Why so few TV dramas set in newspapers?

Having enjoyed the first series of Life on Mars via the magic of DVD, the John Sim season of televisual entertainment has been extended by now watching State of Play. This six-parter by Paul Abbott was first broadbast on BBC 1 in 2003, but sadly passed me by at the time. Still, I've heard several students raving about it on my MA Screenwriting course, so decided to give the series a whirl. Bloody hell, it's good, isn't it? Not just gripping, but funny, intelligent and really makes you care about the characters. I've not convinced by John Sim's facial hair [he said, the pot calling the kettle black], but that's the only thing that jays in this TV drama masterpiece.

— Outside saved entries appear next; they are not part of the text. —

use crate::core::models::ids::ResidueKey;
use rand::Rng;
use std::collections::HashMap;
use thiserror::Error;
use tracing::instrument;

#[derive(Debug, Error, Clone, PartialEq)]
pub enum MaskError {
    #[error("Per-atom field '{field}' has {found} entries, expected {expected}")]
    LengthMismatch {
        field: &'static str,
        expected: usize,
        found: usize,
    },
    #[error("Atom count {atom_count} exceeds the slot capacity {capacity}")]
    AtomCountExceedsCapacity { atom_count: usize, capacity: usize },
    #[error("Removal probability {0} is outside [0, 1]")]
    InvalidProbability(f64),
}

/// Everything a mask oracle needs to decide which atom slots survive.
///
/// `chains` and `sites` describe the `atom_count` populated atoms; `atom_names` is the full
/// padded name buffer, so its length is the slot capacity and the length of the returned mask.
#[derive(Debug, Clone, Copy)]
pub struct MaskRequest<'a> {
    pub atom_count: usize,
    pub max_sites: usize,
    pub chains: &'a [String],
    pub sites: &'a [i64],
    pub atom_names: &'a [String],
    pub backbone_atoms: &'a [String],
    pub removal_probability: f64,
    pub central: &'a ResidueKey,
}

impl MaskRequest<'_> {
    pub fn capacity(&self) -> usize {
        self.atom_names.len()
    }

    pub fn validate(&self) -> Result<(), MaskError> {
        if self.atom_count > self.capacity() {
            return Err(MaskError::AtomCountExceedsCapacity {
                atom_count: self.atom_count,
                capacity: self.capacity(),
            });
        }
        for (field, found) in [("chains", self.chains.len()), ("sites", self.sites.len())] {
            if found != self.atom_count {
                return Err(MaskError::LengthMismatch {
                    field,
                    expected: self.atom_count,
                    found,
                });
            }
        }
        if !(0.0..=1.0).contains(&self.removal_probability) {
            return Err(MaskError::InvalidProbability(self.removal_probability));
        }
        Ok(())
    }

    pub fn is_backbone(&self, atom_name: &str) -> bool {
        let name = atom_name.trim();
        self.backbone_atoms.iter().any(|bb| bb.trim() == name)
    }
}

/// Decides which atom slots of a neighborhood are kept.
///
/// Every implementation must honour the same contract:
///
/// 1. Atoms named like a backbone atom are always kept.
/// 2. Atoms are grouped by `(chain, site)`. Each group gets exactly one Bernoulli draw, made
///    when the group is first met in atom order: the group is removed when a uniform draw on
///    `[0, 1)` falls below the removal probability. Every non-backbone atom of the group follows
///    that one decision. Group bookkeeping never outlives a call.
/// 3. The central residue's group is always removed.
/// 4. Slots at or beyond `atom_count` are never kept.
///
/// The randomness source is explicit so that decisions are reproducible from a seed.
pub trait MaskOracle {
    fn compute_mask<R: Rng + ?Sized>(
        &self,
        request: &MaskRequest<'_>,
        rng: &mut R,
    ) -> Result<Vec<bool>, MaskError>;
}

/// In-process mask oracle keeping one decision per `(chain, site)` group.
#[derive(Debug, Default, Clone, Copy)]
pub struct GroupMaskOracle;

impl MaskOracle for GroupMaskOracle {
    #[instrument(level = "trace", skip_all, fields(atoms = request.atom_count, p = request.removal_probability))]
    fn compute_mask<R: Rng + ?Sized>(
        &self,
        request: &MaskRequest<'_>,
        rng: &mut R,
    ) -> Result<Vec<bool>, MaskError> {
        request.validate()?;

        let central = (request.central.chain.trim(), request.central.site);
        let mut removed_groups: HashMap<(&str, i64), bool> =
            HashMap::with_capacity(request.atom_count.min(request.max_sites));
        let mut mask = vec![false; request.capacity()];

        let atoms = request.chains.iter().zip(request.sites).zip(request.atom_names);
        for (keep, ((chain, &site), name)) in mask.iter_mut().zip(atoms) {
            let group = (chain.trim(), site);
            let removed = *removed_groups.entry(group).or_insert_with(|| {
                let drawn = rng.r#gen::<f64>() < request.removal_probability;
                drawn || group == central
            });
            *keep = request.is_backbone(name) || !removed;
        }

        Ok(mask)
    }
}

#[cfg(test)]
mod tests {
    use super::*;
    use rand::rngs::StdRng;
    use rand::{RngCore, SeedableRng};
    use std::collections::HashSet;

    struct Neighborhood {
        chains: Vec<String>,
        sites: Vec<i64>,
        names: Vec<String>,
        atom_count: usize,
    }

    /// `residues` groups of (N, CA, C, O, CB, CG) on chain A plus a few padding slots.
    fn neighborhood(residues: i64, padding: usize) -> Neighborhood {
        let mut chains = Vec::new();
        let mut sites = Vec::new();
        let mut names = Vec::new();
        for site in 1..=residues {
            for name in [" N  ", " CA ", " C  ", " O  ", " CB ", " CG "] {
                chains.push("A".to_string());
                sites.push(site);
                names.push(name.to_string());
            }
        }
        let atom_count = names.len();
        names.extend(std::iter::repeat_n(String::new(), padding));
        Neighborhood {
            chains,
            sites,
            names,
            atom_count,
        }
    }

    fn backbone() -> Vec<String> {
        ["N", "CA", "C", "O"].iter().map(|s| s.to_string()).collect()
    }

    fn request<'a>(
        n: &'a Neighborhood,
        backbone: &'a [String],
        p: f64,
        central: &'a ResidueKey,
    ) -> MaskRequest<'a> {
        MaskRequest {
            atom_count: n.atom_count,
            max_sites: 10_000,
            chains: &n.chains,
            sites: &n.sites,
            atom_names: &n.names,
            backbone_atoms: backbone,
            removal_probability: p,
            central,
        }
    }

    struct CountingRng {
        inner: StdRng,
        draws: usize,
    }

    impl RngCore for CountingRng {
        fn next_u32(&mut self) -> u32 {
            self.draws += 1;
            self.inner.next_u32()
        }
        fn next_u64(&mut self) -> u64 {
            self.draws += 1;
            self.inner.next_u64()
        }
        fn fill_bytes(&mut self, dest: &mut [u8]) {
            self.draws += 1;
            self.inner.fill_bytes(dest)
        }
        fn try_fill_bytes(&mut self, dest: &mut [u8]) -> Result<(), rand::Error> {
            self.draws += 1;
            self.inner.try_fill_bytes(dest)
        }
    }

    #[test]
    fn backbone_atoms_survive_full_removal() {
        let n = neighborhood(10, 4);
        let bb = backbone();
        let central = ResidueKey::new("A", 3);
        let mask = GroupMaskOracle
            .compute_mask(&request(&n, &bb, 1.0, &central), &mut StdRng::seed_from_u64(1))
            .unwrap();

        for i in 0..n.atom_count {
            let is_bb = bb.iter().any(|b| b == n.names[i].trim());
            assert_eq!(mask[i], is_bb, "slot {} ({})", i, n.names[i]);
        }
    }

    #[test]
    fn zero_probability_removes_only_the_central_side_chain() {
        let n = neighborhood(5, 0);
        let bb = backbone();
        let central = ResidueKey::new("A", 2);
        let mask = GroupMaskOracle
            .compute_mask(&request(&n, &bb, 0.0, &central), &mut StdRng::seed_from_u64(7))
            .unwrap();

        for i in 0..n.atom_count {
            let side_chain = !bb.iter().any(|b| b == n.names[i].trim());
            let expected = !(side_chain && n.sites[i] == 2);
            assert_eq!(mask[i], expected, "slot {}", i);
        }
    }

    #[test]
    fn padding_slots_are_never_kept() {
        let n = neighborhood(3, 25);
        let bb = backbone();
        let central = ResidueKey::new("B", 99);
        let mask = GroupMaskOracle
            .compute_mask(&request(&n, &bb, 0.0, &central), &mut StdRng::seed_from_u64(3))
            .unwrap();

        assert_eq!(mask.len(), n.names.len());
        assert!(mask[..n.atom_count].iter().all(|&keep| keep));
        assert!(mask[n.atom_count..].iter().all(|&keep| !keep));
    }

    #[test]
    fn groups_are_kept_or_removed_atomically() {
        let n = neighborhood(40, 0);
        let bb = backbone();
        let central = ResidueKey::new("A", 17);
        for seed in 0..20 {
            let mask = GroupMaskOracle
                .compute_mask(&request(&n, &bb, 0.5, &central), &mut StdRng::seed_from_u64(seed))
                .unwrap();
            let mut decisions: HashMap<i64, bool> = HashMap::new();
            for i in 0..n.atom_count {
                if bb.iter().any(|b| b == n.names[i].trim()) {
                    continue;
                }
                let previous = decisions.entry(n.sites[i]).or_insert(mask[i]);
                assert_eq!(*previous, mask[i], "seed {} site {}", seed, n.sites[i]);
            }
            assert_eq!(decisions.get(&17), Some(&false));
        }
    }

    #[test]
    fn groups_are_split_by_chain() {
        let chains: Vec<String> = ["A", "A", "B", "B"].iter().map(|s| s.to_string()).collect();
        let sites = vec![5, 5, 5, 5];
        let names: Vec<String> = ["CB", "CG", "CB", "CG"].iter().map(|s| s.to_string()).collect();
        let bb = backbone();
        let central = ResidueKey::new("A", 5);
        let req = MaskRequest {
            atom_count: 4,
            max_sites: 10,
            chains: &chains,
            sites: &sites,
            atom_names: &names,
            backbone_atoms: &bb,
            removal_probability: 0.0,
            central: &central,
        };
        let mask = GroupMaskOracle
            .compute_mask(&req, &mut StdRng::seed_from_u64(0))
            .unwrap();
        assert_eq!(mask, vec![false, false, true, true]);
    }

    fn single_residue(chain: &str, site: i64) -> (Vec<String>, Vec<i64>, Vec<String>) {
        let names = [" N  ", " CA ", " CB "];
        (
            names.iter().map(|_| chain.to_string()).collect(),
            vec![site; names.len()],
            names.iter().map(|s| s.to_string()).collect(),
        )
    }

    #[test]
    fn central_group_matches_blank_and_padded_chains() {
        let bb = backbone();
        let cases = [("   ", " ", 1), ("A", "A ", 5), (" B", "B", 2), ("", " ", 9)];
        for (atom_chain, central_chain, site) in cases {
            let (chains, sites, names) = single_residue(atom_chain, site);
            // Built directly so the central chain keeps its padding.
            let central = ResidueKey {
                chain: central_chain.to_string(),
                site,
            };
            let req = MaskRequest {
                atom_count: 3,
                max_sites: 10,
                chains: &chains,
                sites: &sites,
                atom_names: &names,
                backbone_atoms: &bb,
                removal_probability: 0.0,
                central: &central,
            };
            let mask = GroupMaskOracle
                .compute_mask(&req, &mut StdRng::seed_from_u64(0))
                .unwrap();
            assert_eq!(
                mask,
                vec![true, true, false],
                "atom chain {:?}, central chain {:?}",
                atom_chain,
                central_chain
            );
        }
    }

    #[test]
    fn one_draw_per_group() {
        let n = neighborhood(12, 0);
        let bb = backbone();
        let central = ResidueKey::new("A", 1);
        let mut rng = CountingRng {
            inner: StdRng::seed_from_u64(11),
            draws: 0,
        };
        GroupMaskOracle
            .compute_mask(&request(&n, &bb, 0.5, &central), &mut rng)
            .unwrap();
        assert_eq!(rng.draws, 12);
    }

    #[test]
    fn no_decision_leaks_between_calls() {
        let n = neighborhood(8, 2);
        let bb = backbone();
        let central = ResidueKey::new("Z", 0);
        let oracle = GroupMaskOracle;
        let mut rng = StdRng::seed_from_u64(5);

        let removed_all = oracle
            .compute_mask(&request(&n, &bb, 1.0, &central), &mut rng)
            .unwrap();
        let kept_all = oracle
            .compute_mask(&request(&n, &bb, 0.0, &central), &mut rng)
            .unwrap();

        assert!(removed_all[..n.atom_count].iter().any(|&keep| !keep));
        assert!(kept_all[..n.atom_count].iter().all(|&keep| keep));
    }

    #[test]
    fn same_seed_gives_same_mask() {
        let n = neighborhood(30, 10);
        let bb = backbone();
        let central = ResidueKey::new("A", 4);
        let req = request(&n, &bb, 0.5, &central);
        let a = GroupMaskOracle
            .compute_mask(&req, &mut StdRng::seed_from_u64(42))
            .unwrap();
        let b = GroupMaskOracle
            .compute_mask(&req, &mut StdRng::seed_from_u64(42))
            .unwrap();
        assert_eq!(a, b);
    }

    #[test]
    fn removal_rate_tracks_probability() {
        let n = neighborhood(2000, 0);
        let bb = backbone();
        let central = ResidueKey::new("X", -1);
        let mask = GroupMaskOracle
            .compute_mask(&request(&n, &bb, 0.3, &central), &mut StdRng::seed_from_u64(2024))
            .unwrap();

        let removed: HashSet<i64> = (0..n.atom_count)
            .filter(|&i| !mask[i])
            .map(|i| n.sites[i])
            .collect();
        let rate = removed.len() as f64 / 2000.0;
        assert!((0.25..0.35).contains(&rate), "rate {}", rate);
    }

    #[test]
    fn rejects_mismatched_lengths() {
        let mut n = neighborhood(2, 0);
        n.sites.pop();
        let bb = backbone();
        let central = ResidueKey::new("A", 1);
        let result =
            GroupMaskOracle.compute_mask(&request(&n, &bb, 0.5, &central), &mut StdRng::seed_from_u64(0));
        assert_eq!(
            result,
            Err(MaskError::LengthMismatch {
                field: "sites",
                expected: 12,
                found: 11
            })
        );
    }

    #[test]
    fn rejects_invalid_probability() {
        let n = neighborhood(2, 0);
        let bb = backbone();
        let central = ResidueKey::new("A", 1);
        let result =
            GroupMaskOracle.compute_mask(&request(&n, &bb, 1.5, &central), &mut StdRng::seed_from_u64(0));
        assert_eq!(result, Err(MaskError::InvalidProbability(1.5)));
    }

    #[test]
    fn rejects_atom_count_beyond_capacity() {
        let mut n = neighborhood(1, 0);
        n.atom_count += 1;
        n.chains.push("A".to_string());
        n.sites.push(1);
        let bb = backbone();
        let central = ResidueKey::new("A", 1);
        let result =
            GroupMaskOracle.compute_mask(&request(&n, &bb, 0.5, &central), &mut StdRng::seed_from_u64(0));
        assert!(matches!(
            result,
            Err(MaskError::AtomCountExceedsCapacity { .. })
        ));
    }
}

However, it raises an obvious question: why are so few TV dramas based in the world of newspapers? Cops and docs are the default setting for more TV drama, or variations thereupon. Some sad sod recently counted all the different medical dramas on British television in a week - 14 of them. From the cops side of the coin you also get all the legal dramas, such as New Street Law. You even get cross-polination: nostalgic cop show Heartbeat begat nostalgic medical show The Royal; Casualty and Holby City are getting their own law enforcement spin-off.

It's probably my background in daily newspaper journalism, but I've always felt there was a good TV drama to be had from the world of scoops and hacks. Lou Grant did this on US TV in the late 70s and early 80s, but there's surprisingly few other examples I can recall. The Standard was a short-lived series set in a Scottish newspaper, broadcast around the same time. Other than that, I'm struggling to think of any other obvious examples.

TV execs want settings and characters that can generate dozens, even hundreds of storylines full of conflict and drama. That's exactly what journalists are looking for, it's the nature of their job. Then there's the back-stabbing, tooth-and-claw competition for a story between hacks; the frustration of being deemed of secondary importance to TV and radio journalists; the rising challenge of online journalism; the long hours, stress and dubious personalities of those who work in papers. Sounds like strong material to me, but maybe I'm biased.

Anyway, can anybody recall other examples of TV dramas set in the newspaper world?

3 comments:

Lianne said...

I can only think of Press Gang ;-)

I missed State of Play the first time round as well and got the DVD for Christmas. I had to watch the whole thing over one weekend as it was so gripping. Proof that Paul Abbott is up there with Jimmy McGovern as the TV-writing God.

Anonymous said...

Hold the Back Page, starring David Warner. Technically, if you want to split hairs, Sex and the City.

There are many, many examples in Japan. One of my favourites is Tabloid (1998). There's also Message (2003). Mary Tyler-Moore continues to exert very strong influences on Japanese TV, hence a proliferation of sassy lady reporters, although TV journalism is regarded as sexier -- as in the case of News Woman, Female Announcers and News Guy.

Piers said...

Lytton's Diary - Peter Bowles starred as a gossip columnist.

OK, so maybe a gossip column is skating the hairy edge, but it is kinda set in a newspaper.